That’s why we have public schools. And that’s why we all are obliged to support them.
[hearted]
This is an impressive article. Very informative and helpful
Boyd
Your argument leaves out the entire aspects of performance and value. Sure, we citizens want public education. But if the results are poor (at the bottom in dropout rates) and there is excessive wasteful spending seen of those tax dollars, why should the citizens just accept that?
If the fire department allowed 40% of the houses to burn down, would we not try to find alternatives?
If the police only caught 40% of the murderers, would we not want to find new police chiefs and policemen?
The only solution offered by the anti-voucher/tax credit crowd is “spend more on the same system that is failing”. They won’t even consider trying some type of voucher program for the worst schools.
Public education is a monopoly that is scared to death of competition and true accountability which would mean actually firing teachers who don’t do their jobs.
While we will undoubtedly beat the voucher thing to death for a few years, it doesn’t take a lot to see the good sense in NEED-BASED vouchers. This might be the only answer we have for disadvantaged students in our worse districts to stand a chance of getting a decent education. Allendale County is a prime example. The state Dept of Education gave up on them…don’t those kids deserve a chance? And there is a private school with adavnced certification that serves that county’s residents now.
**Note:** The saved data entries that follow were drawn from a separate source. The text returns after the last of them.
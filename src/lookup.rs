//! Provide-code and ground-truth lookups keyed by [`ArtifactKey`].

use crate::artifact::{ArtifactKey, PROJECT_DIR_PREFIX};
use crate::error::{EvalError, EvalResult};
use serde::{Deserialize, Serialize};
use std::collections::HashMap;
use std::fs;
use std::io::ErrorKind;
use std::path::{Path, PathBuf};
use std::sync::Mutex;
use tracing::warn;

/// Per-project file a generation run writes its prompts and metadata to.
pub(crate) const RESULTS_FILE: &str = "results.jsonl";

/// Source of the provide-code prefix of a function.
pub trait ProvideCodeSource: Send + Sync {
    fn provide_code(&self, key: &ArtifactKey) -> EvalResult<String>;
}

/// Source of the reference implementation a candidate is scored against.
pub trait ReferenceSource: Send + Sync {
    fn reference(&self, key: &ArtifactKey) -> EvalResult<String>;
}

/// Normalize a generation prompt into provide code: literal `\t` and `\n`
/// escapes become real tabs and newlines, trailing whitespace is dropped.
pub fn normalize_prompt(prompt: &str) -> String {
    prompt
        .replace("\\t", "\t")
        .replace("\\n", "\n")
        .trim_end()
        .to_string()
}

/// In-memory provide code, mostly for tests and embedding.
#[derive(Debug, Default, Clone)]
pub struct MapProvideCode {
    entries: HashMap<ArtifactKey, String>,
}

impl MapProvideCode {
    pub fn new() -> Self {
        Self::default()
    }

    pub fn insert(&mut self, key: ArtifactKey, provide_code: impl Into<String>) {
        self.entries.insert(key, provide_code.into());
    }
}

impl ProvideCodeSource for MapProvideCode {
    fn provide_code(&self, key: &ArtifactKey) -> EvalResult<String> {
        self.entries
            .get(key)
            .cloned()
            .ok_or_else(|| EvalError::NotFound(format!("provide code for {}", key)))
    }
}

/// Provide code read from the per-project `results.jsonl` a generation run
/// leaves behind (`<root>/<project>/results.jsonl`, or under the
/// `repoeval_`-prefixed directory).
#[derive(Debug)]
pub struct JsonlProvideCode {
    root: PathBuf,
    cache: Mutex<HashMap<String, HashMap<String, String>>>,
}

/// One line of a generation `results.jsonl`.
#[derive(Debug, Default, Deserialize)]
pub(crate) struct GenerationRecord {
    task_id: Option<String>,
    function_name: Option<String>,
    #[serde(default)]
    metadata: GenerationMetadata,
    pub(crate) prompt: Option<String>,
}

#[derive(Debug, Default, Deserialize)]
struct GenerationMetadata {
    function_name: Option<String>,
    #[serde(default)]
    fpath_tuple: Vec<String>,
}

impl GenerationRecord {
    /// Function id of the record: the task id, else the stem of the last
    /// source path component, else an explicit function name.
    pub(crate) fn function_name(&self) -> Option<String> {
        if let Some(task_id) = self.task_id.as_deref().filter(|t| !t.is_empty()) {
            return Some(task_id.to_string());
        }
        let from_path = self
            .metadata
            .fpath_tuple
            .last()
            .and_then(|last| Path::new(last).file_stem())
            .and_then(|stem| stem.to_str())
            .filter(|stem| !stem.is_empty());
        if let Some(stem) = from_path {
            return Some(stem.to_string());
        }
        self.function_name
            .clone()
            .or_else(|| self.metadata.function_name.clone())
            .filter(|name| !name.is_empty())
    }

    /// Normalized provide code, when the record has a prompt.
    pub(crate) fn provide_code(&self) -> Option<String> {
        self.prompt.as_deref().map(normalize_prompt)
    }
}

/// Directory holding the generation outputs of `project_id` under `root`,
/// plain or `repoeval_`-prefixed.
pub(crate) fn generation_dir(root: &Path, project_id: &str) -> Option<PathBuf> {
    [
        root.join(project_id),
        root.join(format!("{}{}", PROJECT_DIR_PREFIX, project_id)),
    ]
    .into_iter()
    .find(|dir| dir.join(RESULTS_FILE).is_file())
}

/// Records of a results file in line order. Blank lines are skipped; an
/// unparsable line is kept as `None` so positions still line up with the
/// generations file.
pub(crate) fn read_generation_records(path: &Path) -> EvalResult<Vec<Option<GenerationRecord>>> {
    let content = fs::read_to_string(path)?;
    let mut records = Vec::new();
    for (line_no, line) in content.lines().enumerate() {
        let line = line.trim();
        if line.is_empty() {
            continue;
        }
        match serde_json::from_str::<GenerationRecord>(line) {
            Ok(record) => records.push(Some(record)),
            Err(err) => {
                warn!(path = %path.display(), line = line_no + 1, error = %err, "skipping unparsable results line");
                records.push(None);
            }
        }
    }
    Ok(records)
}

impl JsonlProvideCode {
    pub fn new(root: impl Into<PathBuf>) -> Self {
        Self {
            root: root.into(),
            cache: Mutex::new(HashMap::new()),
        }
    }

    fn load_project(&self, project_id: &str) -> EvalResult<HashMap<String, String>> {
        let Some(dir) = generation_dir(&self.root, project_id) else {
            return Err(EvalError::NotFound(format!(
                "{} for project {}",
                RESULTS_FILE, project_id
            )));
        };
        let records = read_generation_records(&dir.join(RESULTS_FILE))?;
        Ok(provide_code_map(records.into_iter().flatten()))
    }
}

/// Map `function id -> provide code`; the first prompt for a function wins.
fn provide_code_map(records: impl IntoIterator<Item = GenerationRecord>) -> HashMap<String, String> {
    let mut prompts = HashMap::new();
    for record in records {
        if let (Some(name), Some(provide)) = (record.function_name(), record.provide_code()) {
            prompts.entry(name).or_insert(provide);
        }
    }
    prompts
}

impl ProvideCodeSource for JsonlProvideCode {
    fn provide_code(&self, key: &ArtifactKey) -> EvalResult<String> {
        let mut cache = self
            .cache
            .lock()
            .map_err(|_| EvalError::Config("provide-code cache poisoned".to_string()))?;
        if !cache.contains_key(&key.project_id) {
            let loaded = self.load_project(&key.project_id)?;
            cache.insert(key.project_id.clone(), loaded);
        }
        cache
            .get(&key.project_id)
            .and_then(|prompts| prompts.get(&key.function_id))
            .cloned()
            .ok_or_else(|| EvalError::NotFound(format!("provide code for {}", key)))
    }
}

/// The two ground-truth corpora.
#[derive(Debug, Clone, Copy, PartialEq, Eq, Default, Serialize, Deserialize)]
#[serde(rename_all = "snake_case")]
pub enum Corpus {
    /// `generation_context_ground_truth/<P>/<F>.st`
    #[default]
    GenerationContext,
    /// `project_code/<P>/FUN/<F>.st`
    ProjectCode,
}

/// Ground truth read from a dataset directory.
#[derive(Debug, Clone)]
pub struct FsGroundTruth {
    dataset_root: PathBuf,
    corpus: Corpus,
}

impl FsGroundTruth {
    pub fn new(dataset_root: impl Into<PathBuf>, corpus: Corpus) -> Self {
        Self {
            dataset_root: dataset_root.into(),
            corpus,
        }
    }

    pub fn path_for(&self, key: &ArtifactKey) -> PathBuf {
        let file_name = format!("{}.st", key.function_id);
        match self.corpus {
            Corpus::GenerationContext => self
                .dataset_root
                .join("generation_context_ground_truth")
                .join(&key.project_id)
                .join(file_name),
            Corpus::ProjectCode => self
                .dataset_root
                .join("project_code")
                .join(&key.project_id)
                .join("FUN")
                .join(file_name),
        }
    }
}

impl ReferenceSource for FsGroundTruth {
    fn reference(&self, key: &ArtifactKey) -> EvalResult<String> {
        let path = self.path_for(key);
        match fs::read_to_string(&path) {
            Ok(text) => Ok(text),
            Err(err) if err.kind() == ErrorKind::NotFound => Err(EvalError::NotFound(format!(
                "ground truth for {} at {}",
                key,
                path.display()
            ))),
            Err(err) => Err(err.into()),
        }
    }
}
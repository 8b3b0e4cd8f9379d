//! BLEU-style n-gram overlap, plain and keyword-weighted.

use super::tokenize::{is_keyword, tokenize};
use super::{empty_rule, SubMetric};
use crate::error::EvalResult;
use std::collections::BTreeMap;

const MAX_ORDER: usize = 4;
const SMOOTHING: f64 = 0.1;
const KEYWORD_WEIGHT: f64 = 1.0;
const OTHER_WEIGHT: f64 = 0.2;

fn ngram_counts<'a>(tokens: &'a [&'a str], n: usize) -> BTreeMap<&'a [&'a str], usize> {
    let mut counts = BTreeMap::new();
    for gram in tokens.windows(n) {
        *counts.entry(gram).or_insert(0) += 1;
    }
    counts
}

/// Sentence BLEU of `candidate` against `reference`.
///
/// Unigram matches and totals are scaled by `unigram_weight`; higher orders
/// count every gram as 1. Orders longer than the candidate are skipped and
/// a higher order without matches is smoothed to `0.1 / total`.
pub fn bleu(candidate: &[&str], reference: &[&str], unigram_weight: &dyn Fn(&str) -> f64) -> f64 {
    if let Some(score) = empty_rule(candidate.is_empty(), reference.is_empty()) {
        return score;
    }

    let mut log_sum = 0.0;
    let mut orders = 0;
    for n in 1..=MAX_ORDER.min(candidate.len()) {
        let cand_counts = ngram_counts(candidate, n);
        let ref_counts = ngram_counts(reference, n);

        let mut matched = 0.0;
        let mut total = 0.0;
        for (gram, &count) in &cand_counts {
            let weight = if n == 1 { unigram_weight(gram[0]) } else { 1.0 };
            let clipped = count.min(ref_counts.get(gram).copied().unwrap_or(0));
            matched += clipped as f64 * weight;
            total += count as f64 * weight;
        }
        if total <= 0.0 {
            continue;
        }

        let precision = if matched > 0.0 {
            matched / total
        } else if n == 1 {
            return 0.0;
        } else {
            SMOOTHING / total
        };
        log_sum += precision.ln();
        orders += 1;
    }
    if orders == 0 {
        return 0.0;
    }

    let c = candidate.len() as f64;
    let r = reference.len() as f64;
    let brevity = if c >= r { 1.0 } else { (1.0 - r / c).exp() };
    (brevity * (log_sum / orders as f64).exp()).clamp(0.0, 1.0)
}

fn token_texts(source: &str, metric: &'static str) -> EvalResult<Vec<String>> {
    Ok(tokenize(source, metric)?.into_iter().map(|t| t.text).collect())
}

fn score_with(
    metric: &'static str,
    candidate: &str,
    reference: &str,
    unigram_weight: &dyn Fn(&str) -> f64,
) -> EvalResult<f64> {
    let cand = token_texts(candidate, metric)?;
    let refs = token_texts(reference, metric)?;
    let cand: Vec<&str> = cand.iter().map(String::as_str).collect();
    let refs: Vec<&str> = refs.iter().map(String::as_str).collect();
    Ok(bleu(&cand, &refs, unigram_weight))
}

#[derive(Debug, Clone, Copy, Default)]
pub struct LexicalMatch;

impl SubMetric for LexicalMatch {
    fn name(&self) -> &'static str {
        "ngram_match"
    }

    fn score(&self, candidate: &str, reference: &str) -> EvalResult<f64> {
        score_with(self.name(), candidate, reference, &|_| 1.0)
    }
}

/// Keyword unigrams count fully, everything else at a fifth.
#[derive(Debug, Clone, Copy, Default)]
pub struct WeightedLexicalMatch;

impl SubMetric for WeightedLexicalMatch {
    fn name(&self) -> &'static str {
        "weighted_ngram_match"
    }

    fn score(&self, candidate: &str, reference: &str) -> EvalResult<f64> {
        score_with(self.name(), candidate, reference, &|token| {
            if is_keyword(token) {
                KEYWORD_WEIGHT
            } else {
                OTHER_WEIGHT
            }
        })
    }
}

#[cfg(test)]
mod tests {
    use super::*;

    const REFERENCE: &str = "IF Level > Max THEN\n\tPump := FALSE;\nELSE\n\tPump := TRUE;\nEND_IF;";

    #[test]
    fn identical_text_scores_one() {
        assert_eq!(LexicalMatch.score(REFERENCE, REFERENCE).unwrap(), 1.0);
        assert_eq!(WeightedLexicalMatch.score(REFERENCE, REFERENCE).unwrap(), 1.0);
    }

    #[test]
    fn case_and_comments_do_not_matter() {
        let candidate = "if level > max then // guard\n pump := false; else pump := true; end_if;";
        assert_eq!(LexicalMatch.score(candidate, REFERENCE).unwrap(), 1.0);
    }

    #[test]
    fn empty_texts_follow_edge_rules() {
        assert_eq!(LexicalMatch.score("", REFERENCE).unwrap(), 0.0);
        assert_eq!(LexicalMatch.score("  (* only *) ", "").unwrap(), 1.0);
        assert_eq!(LexicalMatch.score("x := 1;", "").unwrap(), 0.0);
    }

    #[test]
    fn disjoint_text_scores_zero() {
        assert_eq!(LexicalMatch.score("a b c d", "w x y z").unwrap(), 0.0);
    }

    #[test]
    fn partial_overlap_is_between_bounds() {
        let candidate = "IF Level > Max THEN\n\tPump := FALSE;\nEND_IF;";
        let score = LexicalMatch.score(candidate, REFERENCE).unwrap();
        assert!(score > 0.0 && score < 1.0, "score {}", score);
    }

    #[test]
    fn short_candidate_skips_long_orders() {
        let score = bleu(&["A", "B"], &["A", "B"], &|_| 1.0);
        assert_eq!(score, 1.0);
        let penalized = bleu(&["A", "B"], &["A", "B", "C", "D"], &|_| 1.0);
        assert!((penalized - (1.0f64 - 2.0).exp()).abs() < 1e-12);
    }

    #[test]
    fn weighted_variant_favors_keyword_matches() {
        let reference = "IF A THEN B := C; END_IF;";
        let same_keywords = "IF X THEN Y := Z; END_IF;";
        let plain = LexicalMatch.score(same_keywords, reference).unwrap();
        let weighted = WeightedLexicalMatch.score(same_keywords, reference).unwrap();
        assert!(weighted > plain, "weighted {} plain {}", weighted, plain);
    }

    #[test]
    fn unparsable_input_is_reported() {
        assert!(LexicalMatch.score("x := 'open", REFERENCE).is_err());
    }
}
//! JSON reports produced by the pipelines.

use crate::aggregate::{AverageScores, ProjectScoreSummary, TrendClass, VersionTrend};
use crate::artifact::{ArtifactKey, VariantKind};
use crate::error::{ErrorKind, EvalError};
use crate::lookup::Corpus;
use crate::repair::{ExhaustReason, RepairOutcome, TerminalState};
use crate::score::{CaseScore, Weights};
use anyhow::{Context, Result};
use chrono::{DateTime, Utc};
use serde::{Deserialize, Serialize};
use std::collections::BTreeMap;
use std::path::{Path, PathBuf};

pub const LANGUAGE_HINT: &str = "st";

/// Serde adapter for `f64` fields that may legitimately be NaN or infinite.
///
/// Finite values stay JSON numbers; the others become `"NaN"`, `"inf"` or
/// `"-inf"` instead of the `null` serde_json would otherwise emit.
pub mod non_finite {
    use serde::{de, Deserialize, Deserializer, Serializer};

    pub fn serialize<S: Serializer>(value: &f64, serializer: S) -> Result<S::Ok, S::Error> {
        if value.is_finite() {
            serializer.serialize_f64(*value)
        } else if value.is_nan() {
            serializer.serialize_str("NaN")
        } else if value.is_sign_positive() {
            serializer.serialize_str("inf")
        } else {
            serializer.serialize_str("-inf")
        }
    }

    #[derive(Deserialize)]
    #[serde(untagged)]
    enum Repr {
        Number(f64),
        Text(String),
    }

    pub fn deserialize<'de, D: Deserializer<'de>>(deserializer: D) -> Result<f64, D::Error> {
        match Repr::deserialize(deserializer)? {
            Repr::Number(value) => Ok(value),
            Repr::Text(text) => match text.as_str() {
                "NaN" | "nan" => Ok(f64::NAN),
                "inf" | "Infinity" => Ok(f64::INFINITY),
                "-inf" | "-Infinity" => Ok(f64::NEG_INFINITY),
                other => Err(de::Error::custom(format!("not a number: {}", other))),
            },
        }
    }
}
I know, the better answer is for the new State Supt. to fix it, but it’s unlikley without the legislature WANTING TO fix it.
It was a good word back then, and it still is. In fact, it’s a good argument for corporate responsibility and the role of government in general.
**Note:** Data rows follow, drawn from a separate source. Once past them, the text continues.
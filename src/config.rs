//! Run configuration, read from TOML.
//!
//! Lookup order: an explicit `--config` path, then `./streval.toml`, then
//! `<config dir>/streval/config.toml`, then built-in defaults. Environment
//! variables override whatever was loaded.

use crate::error::{EvalError, EvalResult};
use crate::lookup::Corpus;
use crate::repair::RetryPolicy;
use crate::score::{Weights, WEIGHT_TOLERANCE};
use chrono::Utc;
use serde::{Deserialize, Serialize};
use std::fs;
use std::path::{Path, PathBuf};
use std::time::Duration;
use tracing::{debug, warn};

const LOCAL_CONFIG: &str = "streval.toml";
const ENV_VALIDATOR_CMD: &str = "STREVAL_VALIDATOR_CMD";
const ENV_FIXER_CMD: &str = "STREVAL_FIXER_CMD";
const ENV_MAX_ATTEMPTS: &str = "STREVAL_MAX_ATTEMPTS";

#[derive(Debug, Clone, PartialEq, Serialize, Deserialize)]
#[serde(default)]
pub struct RepairConfig {
    pub max_attempts: usize,
    pub service_retries: u32,
    pub initial_backoff_ms: u64,
    pub backoff_multiplier: u32,
    /// Rayon pool size; 0 picks the rayon default.
    pub workers: usize,
    /// Try the built-in END_* block fixer before the external fixer.
    pub static_fixer: bool,
}

impl Default for RepairConfig {
    fn default() -> Self {
        Self {
            max_attempts: 3,
            service_retries: 2,
            initial_backoff_ms: 500,
            backoff_multiplier: 2,
            workers: 0,
            static_fixer: true,
        }
    }
}

/// An external program plus arguments. `{file}`, `{name}` and
/// `{diagnostics}` are substituted per call.
#[derive(Debug, Clone, PartialEq, Serialize, Deserialize)]
#[serde(default)]
pub struct CommandConfig {
    pub command: Vec<String>,
    pub call_timeout_secs: u64,
}

impl Default for CommandConfig {
    fn default() -> Self {
        Self {
            command: Vec::new(),
            call_timeout_secs: 80,
        }
    }
}

impl CommandConfig {
    pub fn is_configured(&self) -> bool {
        !self.command.is_empty()
    }

    pub fn timeout(&self) -> Duration {
        Duration::from_secs(self.call_timeout_secs)
    }
}

#[derive(Debug, Clone, PartialEq, Serialize, Deserialize)]
#[serde(default)]
pub struct ScoringConfig {
    /// Kept raw so a bad value is reported as `InvalidWeights`, not as a
    /// corrupt file.
    pub weights: [f64; 4],
    pub weight_tolerance: f64,
    pub trend_epsilon: f64,
    pub workers: usize,
    pub corpus: Corpus,
    pub strip_declarations_in_history: bool,
}

impl Default for ScoringConfig {
    fn default() -> Self {
        Self {
            weights: Weights::uniform().values(),
            weight_tolerance: WEIGHT_TOLERANCE,
            trend_epsilon: 1e-3,
            workers: 0,
            corpus: Corpus::default(),
            strip_declarations_in_history: true,
        }
    }
}

#[derive(Debug, Clone, PartialEq, Serialize, Deserialize)]
#[serde(default)]
pub struct PathsConfig {
    /// Store root holding one directory per project.
    pub output_root: PathBuf,
    /// Holds `generation_context_ground_truth/` and `project_code/`.
    pub dataset_root: PathBuf,
    /// Where the generation `results.jsonl` files live; defaults to
    /// `output_root`.
    pub results_root: Option<PathBuf>,
}

impl Default for PathsConfig {
    fn default() -> Self {
        Self {
            output_root: PathBuf::from("."),
            dataset_root: PathBuf::from("dataset"),
            results_root: None,
        }
    }
}

impl PathsConfig {
    pub fn results_root(&self) -> &Path {
        self.results_root.as_deref().unwrap_or(&self.output_root)
    }
}

#[derive(Debug, Clone, PartialEq, Default, Serialize, Deserialize)]
#[serde(default)]
pub struct Config {
    pub repair: RepairConfig,
    pub validator: CommandConfig,
    pub fixer: CommandConfig,
    pub scoring: ScoringConfig,
    pub paths: PathsConfig,
}

impl Config {
    fn config_dir() -> Option<PathBuf> {
        dirs::config_dir().map(|p| p.join("streval"))
    }

    /// Files tried, in order, when no explicit path is given.
    pub fn search_paths() -> Vec<PathBuf> {
        let mut paths = vec![PathBuf::from(LOCAL_CONFIG)];
        if let Some(dir) = Self::config_dir() {
            paths.push(dir.join("config.toml"));
        }
        paths
    }

    /// Load, apply environment overrides and validate.
    pub fn load(explicit: Option<&Path>) -> EvalResult<Self> {
        let mut config = match explicit {
            Some(path) => Self::read(path)?,
            None => Self::discover(&Self::search_paths()),
        };
        config.apply_env(|name| std::env::var(name).ok())?;
        config.validate()?;
        Ok(config)
    }

    /// Parse one file. Any failure is an error.
    pub fn read(path: &Path) -> EvalResult<Self> {
        let content = fs::read_to_string(path).map_err(|e| {
            EvalError::Config(format!("cannot read {}: {}", path.display(), e))
        })?;
        toml::from_str(&content)
            .map_err(|e| EvalError::Config(format!("cannot parse {}: {}", path.display(), e)))
    }

    /// First readable file of `candidates`. A file that does not parse is
    /// moved aside and defaults are used.
    pub fn discover(candidates: &[PathBuf]) -> Self {
        for path in candidates {
            let Ok(content) = fs::read_to_string(path) else {
                continue;
            };
            match toml::from_str(&content) {
                Ok(config) => {
                    debug!(path = %path.display(), "loaded config");
                    return config;
                }
                Err(err) => {
                    let backup = preserve_corrupt_config(path, &content);
                    warn!(
                        path = %path.display(),
                        backup = %backup.display(),
                        error = %err,
                        "config file was corrupted; a backup was saved and defaults were loaded"
                    );
                    return Self::default();
                }
            }
        }
        Self::default()
    }

    pub fn apply_env(&mut self, lookup: impl Fn(&str) -> Option<String>) -> EvalResult<()> {
        if let Some(command) = lookup(ENV_VALIDATOR_CMD) {
            self.validator.command = split_command(&command);
        }
        if let Some(command) = lookup(ENV_FIXER_CMD) {
            self.fixer.command = split_command(&command);
        }
        if let Some(value) = lookup(ENV_MAX_ATTEMPTS) {
            self.repair.max_attempts = value.trim().parse().map_err(|_| {
                EvalError::Config(format!("{} must be a number, got {:?}", ENV_MAX_ATTEMPTS, value))
            })?;
        }
        Ok(())
    }

    pub fn validate(&self) -> EvalResult<()> {
        self.weights()?;
        if !self.scoring.trend_epsilon.is_finite() || self.scoring.trend_epsilon < 0.0 {
            return Err(EvalError::Config(format!(
                "trend_epsilon must be a non-negative number, got {}",
                self.scoring.trend_epsilon
            )));
        }
        if self.repair.backoff_multiplier == 0 {
            return Err(EvalError::Config(
                "backoff_multiplier must be at least 1".to_string(),
            ));
        }
        Ok(())
    }

    pub fn weights(&self) -> EvalResult<Weights> {
        Weights::with_tolerance(self.scoring.weights, self.scoring.weight_tolerance)
    }

    pub fn retry_policy(&self) -> RetryPolicy {
        RetryPolicy {
            retries: self.repair.service_retries,
            initial_backoff: Duration::from_millis(self.repair.initial_backoff_ms),
            multiplier: self.repair.backoff_multiplier,
        }
    }
}

fn split_command(command: &str) -> Vec<String> {
    command.split_whitespace().map(str::to_string).collect()
}

fn preserve_corrupt_config(path: &Path, content: &str) -> PathBuf {
    let name = path
        .file_name()
        .map(|n| n.to_string_lossy().to_string())
        .unwrap_or_else(|| LOCAL_CONFIG.to_string());
    let corrupt_path = path.with_file_name(format!(
        "{}.corrupt-{}",
        name,
        Utc::now().format("%Y%m%d-%H%M%S")
    ));
    if fs::rename(path, &corrupt_path).is_err() {
        let _ = fs::write(&corrupt_path, content);
    }
    corrupt_path
}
Doug, my argument leaves out nothing. If the fire department is broken, it’s a citizen’s duty to fix it — or, this being a representative democracy, to elect people to fix it.
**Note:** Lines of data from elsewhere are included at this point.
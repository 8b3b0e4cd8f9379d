//! Batch drivers over an artifact store.
//!
//! Every driver fans out per artifact (or per case) on a rayon pool and
//! folds per-unit failures into its report instead of aborting the batch.

pub mod check;
pub mod compare;
pub mod evaluate;
pub mod history;
pub mod ingest;
pub mod repair;

#[cfg(test)]
mod tests;

use crate::artifact::{project_id_from_dir_name, ArtifactKey, ArtifactStore};
use crate::error::EvalResult;
use crate::report::FailedUnit;
use rayon::prelude::*;
use tracing::warn;

pub use check::check_compile_rate;
pub use compare::compare_summaries;
pub use evaluate::{evaluate_project, evaluate_projects, EvaluateSettings};
pub use history::{evaluate_histories, evaluate_history, HistorySettings};
pub use ingest::{ingest_project, ingest_projects, list_generation_projects};
pub use repair::{
    repair_artifacts, repair_projects, strip_artifacts, strip_projects, RepairSettings, StartFrom,
};

/// Map `job` over `items` on a pool of `workers` threads (0 = rayon's
/// default). Output order follows input order.
pub(crate) fn run_parallel<T, R, F>(workers: usize, items: &[T], job: F) -> Vec<R>
where
    T: Sync,
    R: Send,
    F: Fn(&T) -> R + Sync + Send,
{
    let mut builder = rayon::ThreadPoolBuilder::new();
    if workers > 0 {
        builder = builder.num_threads(workers);
    }
    match builder.build() {
        Ok(pool) => pool.install(|| items.par_iter().map(&job).collect()),
        Err(err) => {
            warn!(error = %err, "thread pool unavailable, running sequentially");
            items.iter().map(job).collect()
        }
    }
}

/// Canonical ids for requested projects: a `repoeval_` directory prefix is
/// dropped and repeats are removed, keeping the first occurrence.
pub fn normalize_project_ids(requested: &[String]) -> Vec<String> {
    let mut ids: Vec<String> = Vec::with_capacity(requested.len());
    for project in requested {
        let id = project_id_from_dir_name(project);
        if !ids.contains(&id) {
            ids.push(id);
        }
    }
    ids
}

/// Projects to process: the requested ones, or every project in the store.
pub fn select_projects(store: &ArtifactStore, requested: &[String]) -> EvalResult<Vec<String>> {
    if !requested.is_empty() {
        return Ok(normalize_project_ids(requested));
    }
    store.list_projects()
}

/// Keys of every function in `projects`. A project that cannot be listed
/// is reported and skipped.
pub fn collect_keys(
    store: &ArtifactStore,
    projects: &[String],
) -> (Vec<ArtifactKey>, Vec<FailedUnit>) {
    let mut keys = Vec::new();
    let mut failed = Vec::new();
    for project in &normalize_project_ids(projects) {
        match store.list_functions(project) {
            Ok(found) => keys.extend(found),
            Err(err) => {
                warn!(project = %project, error = %err, "skipping project");
                failed.push(FailedUnit::new(project.as_str(), &err));
            }
        }
    }
    (keys, failed)
}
It would NOT be good citizenship to abandon the fire department, or to advocate paying other citizens to abandon it.
These are our schools. They are not someone else’s; they are ours. We are responsible for them. We do not morally or ethically have the option of washing our hands of them — and that’s what the advocates of vouchers and tax credits advocate.
@Doug —
“If the police only caught 40% of the murderers, would we not want to find new police chiefs and policemen?”
That’s right — we’d fix the police department. We wouldn’t just leave the police department to rot, slowly starve it, and all hire our own bodyguards.
Doug,
If the fire department let houses burn down, most people’s response would be to build more and better fire houses – not dismantle the service.
Come on.
@ SusanG
Well, I like your analogy up to a point, but the voucher people are saying that you would get some money towards hiring your own bodyguard—not enough to get a top quality one, and maybe there aren’t any bodyguards for hire in your area, but you would get a voucher for one, so it’s all fair.
Wasn’t there a recent incident where the fire department of a small, Tennessee town allowed a man’s house to burn down (while they watched) because he didn’t pay the $75 fee? Seems like that is what Doug is proposing for the school system. Simply allow the kids whose family can’t pay, even with a voucher, to forego any kind of education. This whole business of vouchers can only benefit those of middle class status or better. The poorest kids would be left even further behind.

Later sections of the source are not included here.